5th entry – maine 2009

Kennebunk 101On Friday morning we headed out of Ogunquit going north, through the back roads, towards Kennebunk. We stopped for breakfast at this famous Maine diner and on the menu were baked beans. Baked beans for breakfast, I had to have them and they were good.

Kennebunk has this great church in the center of town. It was the biggest of the Maine churches and steeples that I had shot. And like all the other churches it too was surrounded by a graveyard. The steeple, above the main tower-base, had five sections to it. The first of the five sections had a large bell-wheel in it. The next sections had a clock – four clocks, one at each cardinal point. A weather vane on a pole topped the steeple no cross marker for these New Englanders.

So why are all these churches painted white? Here’s the answer – White paint was associated with the color of stable, enduring classical buildings; white spoke the language of virtue and simplicity. White proclaimed prosperity and class consciousness. White paint was more expensive to produce than colored paint; it was recognized as the tint of wealth. (Imagining New England, by Joseph Conforti)

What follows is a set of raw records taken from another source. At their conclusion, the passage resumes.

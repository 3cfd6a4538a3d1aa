//! Drawing surfaces the effects render onto.
//!
//! Coordinates are in logical pixels. The terminal raster maps every cell to
//! an 8x16 pixel block split into two 8x8 "dots" (upper and lower half
//! block), which is enough resolution for soft blobs and jagged bolts.

use std::f32::consts::TAU;

use ratatui::{buffer::Buffer, layout::Rect, style::Color};

pub const PX_PER_COL: f32 = 8.0;
pub const PX_PER_ROW: f32 = 16.0;
const DOT_PX: f32 = 8.0;

#[derive(Debug, Clone, Copy, PartialEq, Default)]
pub struct Viewport {
    pub width: f32,
    pub height: f32,
}

impl Viewport {
    #[must_use]
    pub const fn new(width: f32, height: f32) -> Self {
        Self { width, height }
    }

    #[must_use]
    pub fn for_cells(cols: u16, rows: u16) -> Self {
        Self {
            width: f32::from(cols) * PX_PER_COL,
            height: f32::from(rows) * PX_PER_ROW,
        }
    }

    #[must_use]
    pub fn is_empty(self) -> bool {
        self.width <= 0.0 || self.height <= 0.0
    }
}

#[derive(Debug, Clone, Copy, PartialEq, Default)]
pub struct Point {
    pub x: f32,
    pub y: f32,
}

impl Point {
    #[must_use]
    pub const fn new(x: f32, y: f32) -> Self {
        Self { x, y }
    }
}

/// Straight (non-premultiplied) colour with a 0..=1 alpha.
#[derive(Debug, Clone, Copy, PartialEq)]
pub struct Rgba {
    pub r: u8,
    pub g: u8,
    pub b: u8,
    pub a: f32,
}

impl Rgba {
    #[must_use]
    pub const fn new(r: u8, g: u8, b: u8, a: f32) -> Self {
        Self { r, g, b, a }
    }

    #[must_use]
    pub const fn with_alpha(self, a: f32) -> Self {
        Self { a, ..self }
    }

    fn lerp(self, other: Self, t: f32) -> Self {
        let mix = |a: u8, b: u8| (f32::from(a) + (f32::from(b) - f32::from(a)) * t).round() as u8;
        Self {
            r: mix(self.r, other.r),
            g: mix(self.g, other.g),
            b: mix(self.b, other.b),
            a: self.a + (other.a - self.a) * t,
        }
    }

    fn premultiplied(self) -> [f32; 4] {
        let a = self.a.clamp(0.0, 1.0);
        [
            f32::from(self.r) / 255.0 * a,
            f32::from(self.g) / 255.0 * a,
            f32::from(self.b) / 255.0 * a,
            a,
        ]
    }
}

/// The drawing operations both effects need.
pub trait Surface {
    fn viewport(&self) -> Viewport;
    fn resize(&mut self, viewport: Viewport);
    fn clear(&mut self);
    /// Whole-surface translucent fill, composited source-over.
    fn fill(&mut self, color: Rgba);
    fn radial_gradient(&mut self, center: Point, radius: f32, inner: Rgba, outer: Rgba);
    /// Filled circular sector from `from_angle` to `to_angle` (radians,
    /// clockwise in screen space), fading out towards `length`.
    fn wedge(&mut self, origin: Point, from_angle: f32, to_angle: f32, length: f32, color: Rgba);
    fn stroke(&mut self, points: &[Point], width: f32, color: Rgba);
}

#[derive(Debug, Clone, PartialEq)]
pub struct RasterSurface {
    viewport: Viewport,
    cols: usize,
    dot_rows: usize,
    dots: Vec<[f32; 4]>,
}

impl RasterSurface {
    #[must_use]
    pub fn new(viewport: Viewport) -> Self {
        let mut surface = Self {
            viewport: Viewport::default(),
            cols: 0,
            dot_rows: 0,
            dots: Vec::new(),
        };
        surface.resize(viewport);
        surface
    }

    #[must_use]
    pub fn dims(&self) -> (usize, usize) {
        (self.cols, self.dot_rows)
    }

    /// Surface colour at a dot, un-premultiplied, `None` when untouched.
    #[must_use]
    pub fn sample(&self, col: usize, dot_row: usize) -> Option<Rgba> {
        let [r, g, b, a] = *self.dots.get(dot_row * self.cols + col)?;
        if a <= f32::EPSILON {
            return None;
        }
        let channel = |c: f32| ((c / a).clamp(0.0, 1.0) * 255.0).round() as u8;
        Some(Rgba::new(channel(r), channel(g), channel(b), a))
    }

    /// Dot colour composited over `backdrop` with the screen blend mode.
    #[must_use]
    pub fn composite(&self, col: usize, dot_row: usize, backdrop: [u8; 3]) -> [u8; 3] {
        let Some(layer) = self.sample(col, dot_row) else {
            return backdrop;
        };
        let a = layer.a.clamp(0.0, 1.0);
        let blend = |base: u8, top: u8| {
            let b = f32::from(base) / 255.0;
            let s = f32::from(top) / 255.0;
            let screen = 1.0 - (1.0 - b) * (1.0 - s);
            ((b * (1.0 - a) + screen * a) * 255.0).round() as u8
        };
        [
            blend(backdrop[0], layer.r),
            blend(backdrop[1], layer.g),
            blend(backdrop[2], layer.b),
        ]
    }

    /// Paints the surface into `area` as upper-half blocks.
    pub fn blit(&self, buf: &mut Buffer, area: Rect, backdrop: [u8; 3]) {
        for row in 0..area.height {
            for col in 0..area.width {
                let (c, r) = (usize::from(col), usize::from(row) * 2);
                let top = if c < self.cols && r < self.dot_rows {
                    self.composite(c, r, backdrop)
                } else {
                    backdrop
                };
                let bottom = if c < self.cols && r + 1 < self.dot_rows {
                    self.composite(c, r + 1, backdrop)
                } else {
                    backdrop
                };
                if let Some(cell) = buf.cell_mut((area.x + col, area.y + row)) {
                    cell.set_symbol("▀")
                        .set_fg(Color::Rgb(top[0], top[1], top[2]))
                        .set_bg(Color::Rgb(bottom[0], bottom[1], bottom[2]));
                }
            }
        }
    }

    fn dot_center(col: usize, dot_row: usize) -> Point {
        Point::new(
            (col as f32 + 0.5) * DOT_PX,
            (dot_row as f32 + 0.5) * DOT_PX,
        )
    }

    /// Dot index range covering `[lo, hi]` pixels, clipped to `limit`.
    fn span(lo: f32, hi: f32, limit: usize) -> std::ops::Range<usize> {
        let start = (lo / DOT_PX).floor().max(0.0) as usize;
        let end = ((hi / DOT_PX).ceil().max(0.0) as usize).min(limit);
        start.min(end)..end
    }

    fn blend_over(&mut self, col: usize, dot_row: usize, color: Rgba) {
        let src = color.premultiplied();
        if src[3] <= 0.0 {
            return;
        }
        let dst = &mut self.dots[dot_row * self.cols + col];
        for (d, s) in dst.iter_mut().zip(src) {
            *d = s + *d * (1.0 - src[3]);
        }
    }
}

impl Surface for RasterSurface {
    fn viewport(&self) -> Viewport {
        self.viewport
    }

    fn resize(&mut self, viewport: Viewport) {
        self.viewport = viewport;
        self.cols = (viewport.width.max(0.0) / DOT_PX).ceil() as usize;
        self.dot_rows = (viewport.height.max(0.0) / DOT_PX).ceil() as usize;
        self.dots = vec![[0.0; 4]; self.cols * self.dot_rows];
    }

    fn clear(&mut self) {
        self.dots.fill([0.0; 4]);
    }

    fn fill(&mut self, color: Rgba) {
        for row in 0..self.dot_rows {
            for col in 0..self.cols {
                self.blend_over(col, row, color);
            }
        }
    }

    fn radial_gradient(&mut self, center: Point, radius: f32, inner: Rgba, outer: Rgba) {
        if radius <= 0.0 {
            return;
        }
        let cols = Self::span(center.x - radius, center.x + radius, self.cols);
        let rows = Self::span(center.y - radius, center.y + radius, self.dot_rows);
        for row in rows {
            for col in cols.clone() {
                let p = Self::dot_center(col, row);
                let dist = (p.x - center.x).hypot(p.y - center.y);
                if dist >= radius {
                    continue;
                }
                self.blend_over(col, row, inner.lerp(outer, dist / radius));
            }
        }
    }

    fn wedge(&mut self, origin: Point, from_angle: f32, to_angle: f32, length: f32, color: Rgba) {
        if length <= 0.0 {
            return;
        }
        let sweep = (to_angle - from_angle).rem_euclid(TAU);
        let cols = Self::span(origin.x - length, origin.x + length, self.cols);
        let rows = Self::span(origin.y - length, origin.y + length, self.dot_rows);
        for row in rows {
            for col in cols.clone() {
                let p = Self::dot_center(col, row);
                let (dx, dy) = (p.x - origin.x, p.y - origin.y);
                let dist = dx.hypot(dy);
                if dist >= length {
                    continue;
                }
                let offset = (dy.atan2(dx) - from_angle).rem_euclid(TAU);
                if offset <= sweep || dist < DOT_PX {
                    self.blend_over(col, row, color.with_alpha(color.a * (1.0 - dist / length)));
                }
            }
        }
    }

    fn stroke(&mut self, points: &[Point], width: f32, color: Rgba) {
        if points.len() < 2 || self.dots.is_empty() {
            return;
        }
        let reach = (width / 2.0).max(DOT_PX / 2.0);
        let mut covered = vec![false; self.dots.len()];
        for pair in points.windows(2) {
            let (a, b) = (pair[0], pair[1]);
            let cols = Self::span(a.x.min(b.x) - reach, a.x.max(b.x) + reach, self.cols);
            let rows = Self::span(a.y.min(b.y) - reach, a.y.max(b.y) + reach, self.dot_rows);
            for row in rows {
                for col in cols.clone() {
                    if distance_to_segment(Self::dot_center(col, row), a, b) <= reach {
                        covered[row * self.cols + col] = true;
                    }
                }
            }
        }
        for (idx, hit) in covered.into_iter().enumerate() {
            if hit {
                self.blend_over(idx % self.cols, idx / self.cols, color);
            }
        }
    }
}

fn distance_to_segment(p: Point, a: Point, b: Point) -> f32 {
    let (abx, aby) = (b.x - a.x, b.y - a.y);
    let len_sq = abx * abx + aby * aby;
    let t = if len_sq <= f32::EPSILON {
        0.0
    } else {
        (((p.x - a.x) * abx + (p.y - a.y) * aby) / len_sq).clamp(0.0, 1.0)
    };
    (p.x - (a.x + abx * t)).hypot(p.y - (a.y + aby * t))
}

#[derive(Debug, Clone, PartialEq)]
pub enum DrawCommand {
    Resize(Viewport),
    Clear,
    Fill(Rgba),
    RadialGradient {
        center: Point,
        radius: f32,
        inner: Rgba,
        outer: Rgba,
    },
    Wedge {
        origin: Point,
        from_angle: f32,
        to_angle: f32,
        length: f32,
        color: Rgba,
    },
    Stroke {
        points: Vec<Point>,
        width: f32,
        color: Rgba,
    },
}

/// Surface that only records the calls made against it.
#[derive(Debug, Clone, Default)]
pub struct RecordingSurface {
    viewport: Viewport,
    commands: Vec<DrawCommand>,
}

impl RecordingSurface {
    #[must_use]
    pub fn new(viewport: Viewport) -> Self {
        Self {
            viewport,
            commands: Vec::new(),
        }
    }

    #[must_use]
    pub fn commands(&self) -> &[DrawCommand] {
        &self.commands
    }

    pub fn take(&mut self) -> Vec<DrawCommand> {
        std::mem::take(&mut self.commands)
    }
}

impl Surface for RecordingSurface {
    fn viewport(&self) -> Viewport {
        self.viewport
    }

    fn resize(&mut self, viewport: Viewport) {
        self.viewport = viewport;
        self.commands.push(DrawCommand::Resize(viewport));
    }

    fn clear(&mut self) {
        self.commands.push(DrawCommand::Clear);
    }

    fn fill(&mut self, color: Rgba) {
        self.commands.push(DrawCommand::Fill(color));
    }

    fn radial_gradient(&mut self, center: Point, radius: f32, inner: Rgba, outer: Rgba) {
        self.commands.push(DrawCommand::RadialGradient {
            center,
            radius,
            inner,
            outer,
        });
    }

    fn wedge(&mut self, origin: Point, from_angle: f32, to_angle: f32, length: f32, color: Rgba) {
        self.commands.push(DrawCommand::Wedge {
            origin,
            from_angle,
            to_angle,
            length,
            color,
        });
    }

    fn stroke(&mut self, points: &[Point], width: f32, color: Rgba) {
        self.commands.push(DrawCommand::Stroke {
            points: points.to_vec(),
            width,
            color,
        });
    }
}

Kennebunk seems to be a year-round community. I mention this, because so much of south eastern Maine had a seasonal quality to it. It was hard to imagine these beautiful wooden homes being used year-round, especially given the winter and the proximity of the sea. However, Kennebunk had many, many brick homes. As a matter of fact it had the look of a rich suburban community with cul-de-sacs and housing plans.